Vikas Kumar (born 18 May 1977) is an Indian actor, producer and dialogue coach. He is known mainly for his performances as senior inspector Rajat in CID, Abhay in Hamid, Major Prem in Parmanu: The Story of Pokhran, YRF TV's Khotey Sikkey, ACP Khan in Aarya and for his work as dialogue coach in Hindi films like Ishqiya, Shakuntala Devi and Udaan.

Personal life
Kumar was born on 18 May 1977 in Bihar Sharif and his father was a doctor in Bihar. He did his schooling from Welham Boys' School, Dehradun and holds a MBA degree. He did a three-month acting workshop under the renowned theater director Barry John.
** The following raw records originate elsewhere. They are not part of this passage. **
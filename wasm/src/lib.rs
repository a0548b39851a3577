use archgrid::{InputFormat, RenderOptions, Theme, render};
use serde::Deserialize;
use wasm_bindgen::prelude::*;

#[derive(Debug, Default, Deserialize)]
#[serde(rename_all = "camelCase")]
struct ArchgridRenderOptions {
    theme: Option<String>,
    font_family: Option<String>,
    font_size: Option<f32>,
    /// `json`, `yaml` or `mermaid`; sniffed from the source when absent.
    format: Option<String>,
    svg: Option<bool>,
}

fn build_render_options(options: ArchgridRenderOptions) -> Result<RenderOptions, String> {
    let mut render_options = RenderOptions::default();

    if let Some(name) = options.theme.as_deref() {
        render_options.theme =
            Theme::by_name(name).ok_or_else(|| format!("unknown theme `{name}`"))?;
    }
    if let Some(font_family) = options.font_family {
        render_options.theme.font_family = font_family;
    }
    if let Some(font_size) = options.font_size {
        render_options.svg.font_size = font_size;
    }
    if let Some(format) = options.format.as_deref() {
        render_options.format = Some(
            InputFormat::from_name(format).ok_or_else(|| format!("unknown format `{format}`"))?,
        );
    }
    render_options.as_svg = options.svg.unwrap_or(false);

    Ok(render_options)
}

/// Render a diagram source to text, or to SVG when `{"svg": true}` is passed.
#[wasm_bindgen]
pub fn render_archgrid(source: &str, options_json: Option<String>) -> Result<String, JsValue> {
    let options = if let Some(raw_options) = options_json {
        serde_json::from_str::<ArchgridRenderOptions>(&raw_options)
            .map_err(|error| JsValue::from_str(&error.to_string()))?
    } else {
        ArchgridRenderOptions::default()
    };

    let render_options =
        build_render_options(options).map_err(|error| JsValue::from_str(&error))?;
    render(source, &render_options).map_err(|error| JsValue::from_str(&error.to_string()))
}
He married Raavi Sehgal, and the couple is blessed with a daughter, Rabani.

Career 
He had worked as a theatre artist in various plays, including ‘The Legend of Ram– Prince of India’, ‘The Fifty Day War’, ‘Kamra Number 420’ and ‘Khamosh! Adalat Jaari Hai.’ Vikas Kumar with the cast and crew of ‘The Legend of Ram- Prince of India’ were felicitated by the then President of India, Dr A.P.J. Abdul Kalam in 2004.

He had acted in a few TV serials, like ‘Powder’ (2010) in which he played the character of Umesh Jagdale and ‘Khotey Sikkey’ (2011) in which he played the character of Senior Inspector Damodar Deshmukh. He is popular for playing the character of Inspector Rajat in one of the longest-running TV shows, ‘CID’ in 2012–2013.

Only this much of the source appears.